#### [Exercise directions]
Write out the stretch of lines below that begins at the line with "filename src/commands/exporter.rs" and ends at the line with "use serde_json::json;", including both, exactly as given and nothing more.
☆ ☆ ☆ ☆
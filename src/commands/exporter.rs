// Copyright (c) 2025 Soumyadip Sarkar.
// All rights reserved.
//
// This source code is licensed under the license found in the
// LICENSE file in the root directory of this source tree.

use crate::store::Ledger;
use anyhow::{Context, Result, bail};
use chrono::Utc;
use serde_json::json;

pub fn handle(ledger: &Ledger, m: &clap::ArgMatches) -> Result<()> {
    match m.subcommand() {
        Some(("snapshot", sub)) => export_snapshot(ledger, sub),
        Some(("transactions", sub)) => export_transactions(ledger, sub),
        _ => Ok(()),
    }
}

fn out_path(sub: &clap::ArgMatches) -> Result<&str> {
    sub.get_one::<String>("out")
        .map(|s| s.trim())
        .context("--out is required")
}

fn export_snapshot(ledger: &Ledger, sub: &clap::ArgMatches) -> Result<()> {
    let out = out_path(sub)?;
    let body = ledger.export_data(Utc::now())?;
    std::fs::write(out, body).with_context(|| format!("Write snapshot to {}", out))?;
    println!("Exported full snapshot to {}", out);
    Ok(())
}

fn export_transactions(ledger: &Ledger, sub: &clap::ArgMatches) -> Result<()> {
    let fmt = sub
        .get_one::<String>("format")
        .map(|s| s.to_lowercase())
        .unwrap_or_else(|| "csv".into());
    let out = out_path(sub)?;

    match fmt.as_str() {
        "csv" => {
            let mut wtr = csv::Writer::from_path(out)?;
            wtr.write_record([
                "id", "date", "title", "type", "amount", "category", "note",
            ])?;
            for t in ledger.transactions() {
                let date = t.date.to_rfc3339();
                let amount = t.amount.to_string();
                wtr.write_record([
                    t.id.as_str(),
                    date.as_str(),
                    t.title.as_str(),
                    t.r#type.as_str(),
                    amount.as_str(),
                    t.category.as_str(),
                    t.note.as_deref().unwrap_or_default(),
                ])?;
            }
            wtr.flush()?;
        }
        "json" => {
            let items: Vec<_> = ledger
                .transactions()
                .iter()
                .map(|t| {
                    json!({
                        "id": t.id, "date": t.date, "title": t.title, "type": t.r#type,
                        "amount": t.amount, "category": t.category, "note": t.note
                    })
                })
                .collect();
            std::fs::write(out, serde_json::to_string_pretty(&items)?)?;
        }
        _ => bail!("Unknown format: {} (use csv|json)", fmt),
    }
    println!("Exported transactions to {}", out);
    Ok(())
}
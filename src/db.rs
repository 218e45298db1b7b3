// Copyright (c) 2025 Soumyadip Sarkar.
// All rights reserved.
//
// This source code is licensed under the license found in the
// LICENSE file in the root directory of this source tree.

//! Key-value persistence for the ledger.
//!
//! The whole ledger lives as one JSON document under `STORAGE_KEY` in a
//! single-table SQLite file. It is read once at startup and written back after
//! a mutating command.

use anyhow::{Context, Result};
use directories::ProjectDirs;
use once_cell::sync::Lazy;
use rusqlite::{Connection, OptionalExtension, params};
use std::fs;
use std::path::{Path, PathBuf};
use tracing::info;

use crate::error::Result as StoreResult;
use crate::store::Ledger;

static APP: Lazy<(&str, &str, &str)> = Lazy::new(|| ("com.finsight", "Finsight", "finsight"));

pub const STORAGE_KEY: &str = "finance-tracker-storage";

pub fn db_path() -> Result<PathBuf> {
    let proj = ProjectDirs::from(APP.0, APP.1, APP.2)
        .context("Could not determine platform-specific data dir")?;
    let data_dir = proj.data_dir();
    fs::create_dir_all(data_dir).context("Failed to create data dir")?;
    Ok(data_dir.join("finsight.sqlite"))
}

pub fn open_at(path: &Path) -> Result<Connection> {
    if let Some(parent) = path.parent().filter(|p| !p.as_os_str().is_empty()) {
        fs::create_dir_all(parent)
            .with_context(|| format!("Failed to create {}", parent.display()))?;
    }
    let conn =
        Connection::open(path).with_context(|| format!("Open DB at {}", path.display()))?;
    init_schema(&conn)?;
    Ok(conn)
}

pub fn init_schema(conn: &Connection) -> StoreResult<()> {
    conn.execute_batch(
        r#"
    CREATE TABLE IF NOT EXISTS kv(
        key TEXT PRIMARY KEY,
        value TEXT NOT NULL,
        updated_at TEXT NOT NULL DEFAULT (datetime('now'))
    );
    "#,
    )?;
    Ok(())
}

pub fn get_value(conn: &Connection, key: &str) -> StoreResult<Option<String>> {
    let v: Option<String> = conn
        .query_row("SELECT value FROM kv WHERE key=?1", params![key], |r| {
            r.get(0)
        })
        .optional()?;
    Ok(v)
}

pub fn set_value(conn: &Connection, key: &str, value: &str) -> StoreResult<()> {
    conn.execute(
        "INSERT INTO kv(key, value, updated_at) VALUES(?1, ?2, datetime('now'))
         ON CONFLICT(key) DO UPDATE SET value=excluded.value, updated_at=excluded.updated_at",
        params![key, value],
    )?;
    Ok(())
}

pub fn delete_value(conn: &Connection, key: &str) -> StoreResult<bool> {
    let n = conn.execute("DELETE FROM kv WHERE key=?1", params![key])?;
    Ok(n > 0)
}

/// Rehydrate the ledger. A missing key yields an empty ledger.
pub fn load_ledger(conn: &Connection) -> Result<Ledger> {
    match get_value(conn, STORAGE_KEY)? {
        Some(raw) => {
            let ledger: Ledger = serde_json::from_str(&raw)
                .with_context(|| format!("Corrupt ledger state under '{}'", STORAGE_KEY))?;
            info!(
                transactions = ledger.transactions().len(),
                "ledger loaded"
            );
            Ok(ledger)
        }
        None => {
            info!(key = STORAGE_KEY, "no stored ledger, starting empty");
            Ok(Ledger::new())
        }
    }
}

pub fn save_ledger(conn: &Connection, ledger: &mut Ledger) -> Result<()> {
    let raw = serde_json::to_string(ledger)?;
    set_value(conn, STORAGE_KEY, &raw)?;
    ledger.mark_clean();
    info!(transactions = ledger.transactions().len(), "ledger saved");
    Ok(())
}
☆ ☆ ☆ ☆
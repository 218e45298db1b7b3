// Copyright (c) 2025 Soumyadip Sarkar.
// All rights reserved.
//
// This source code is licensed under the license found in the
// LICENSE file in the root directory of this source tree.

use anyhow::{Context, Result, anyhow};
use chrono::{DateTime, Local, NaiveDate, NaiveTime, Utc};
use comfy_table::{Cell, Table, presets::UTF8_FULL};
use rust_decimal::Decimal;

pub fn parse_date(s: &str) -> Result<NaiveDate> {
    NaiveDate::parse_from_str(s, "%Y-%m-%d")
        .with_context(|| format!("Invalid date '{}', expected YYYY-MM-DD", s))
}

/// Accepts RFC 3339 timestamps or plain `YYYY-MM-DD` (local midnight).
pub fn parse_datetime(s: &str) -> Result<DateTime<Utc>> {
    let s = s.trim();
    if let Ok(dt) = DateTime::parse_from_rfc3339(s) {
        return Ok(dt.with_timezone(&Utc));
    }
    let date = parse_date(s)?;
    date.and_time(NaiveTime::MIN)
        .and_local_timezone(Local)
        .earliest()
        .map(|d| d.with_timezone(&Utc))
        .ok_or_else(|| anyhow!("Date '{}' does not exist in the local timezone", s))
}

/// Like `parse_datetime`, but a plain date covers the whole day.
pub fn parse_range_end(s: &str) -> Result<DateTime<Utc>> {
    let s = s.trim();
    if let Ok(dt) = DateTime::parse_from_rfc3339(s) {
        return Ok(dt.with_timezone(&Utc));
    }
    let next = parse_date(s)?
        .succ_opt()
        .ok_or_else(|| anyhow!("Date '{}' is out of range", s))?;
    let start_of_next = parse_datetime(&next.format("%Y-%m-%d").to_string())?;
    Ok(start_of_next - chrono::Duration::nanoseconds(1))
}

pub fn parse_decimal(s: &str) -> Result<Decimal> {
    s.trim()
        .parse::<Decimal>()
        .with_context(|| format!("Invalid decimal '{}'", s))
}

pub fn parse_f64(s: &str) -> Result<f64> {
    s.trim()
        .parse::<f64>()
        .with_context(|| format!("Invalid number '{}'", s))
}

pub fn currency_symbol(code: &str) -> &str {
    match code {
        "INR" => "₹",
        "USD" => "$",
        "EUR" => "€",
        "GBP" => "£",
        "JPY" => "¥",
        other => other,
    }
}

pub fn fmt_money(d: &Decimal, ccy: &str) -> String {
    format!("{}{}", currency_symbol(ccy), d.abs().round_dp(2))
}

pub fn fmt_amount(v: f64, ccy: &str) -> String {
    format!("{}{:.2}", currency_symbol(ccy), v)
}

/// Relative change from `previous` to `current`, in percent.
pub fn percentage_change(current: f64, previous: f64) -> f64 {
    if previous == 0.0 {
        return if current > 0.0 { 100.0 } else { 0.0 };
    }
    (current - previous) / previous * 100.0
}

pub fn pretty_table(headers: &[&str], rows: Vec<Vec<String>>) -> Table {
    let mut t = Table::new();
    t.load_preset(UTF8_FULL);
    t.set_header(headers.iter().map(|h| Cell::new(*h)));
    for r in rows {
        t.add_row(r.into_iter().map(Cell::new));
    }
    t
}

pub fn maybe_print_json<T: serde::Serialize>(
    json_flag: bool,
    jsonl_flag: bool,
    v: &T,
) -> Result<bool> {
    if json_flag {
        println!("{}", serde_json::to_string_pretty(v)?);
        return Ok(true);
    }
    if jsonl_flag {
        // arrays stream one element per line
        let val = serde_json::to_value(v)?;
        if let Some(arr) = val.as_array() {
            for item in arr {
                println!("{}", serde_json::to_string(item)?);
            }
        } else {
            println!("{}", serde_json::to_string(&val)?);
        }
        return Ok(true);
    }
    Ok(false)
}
☆ ☆ ☆ ☆
#### [Written solution]
filename src/commands/exporter.rs
// Copyright (c) 2025 Soumyadip Sarkar.
// All rights reserved.
//
// This source code is licensed under the license found in the
// LICENSE file in the root directory of this source tree.

use crate::store::Ledger;
use anyhow::{Context, Result, bail};
use chrono::Utc;
use serde_json::json;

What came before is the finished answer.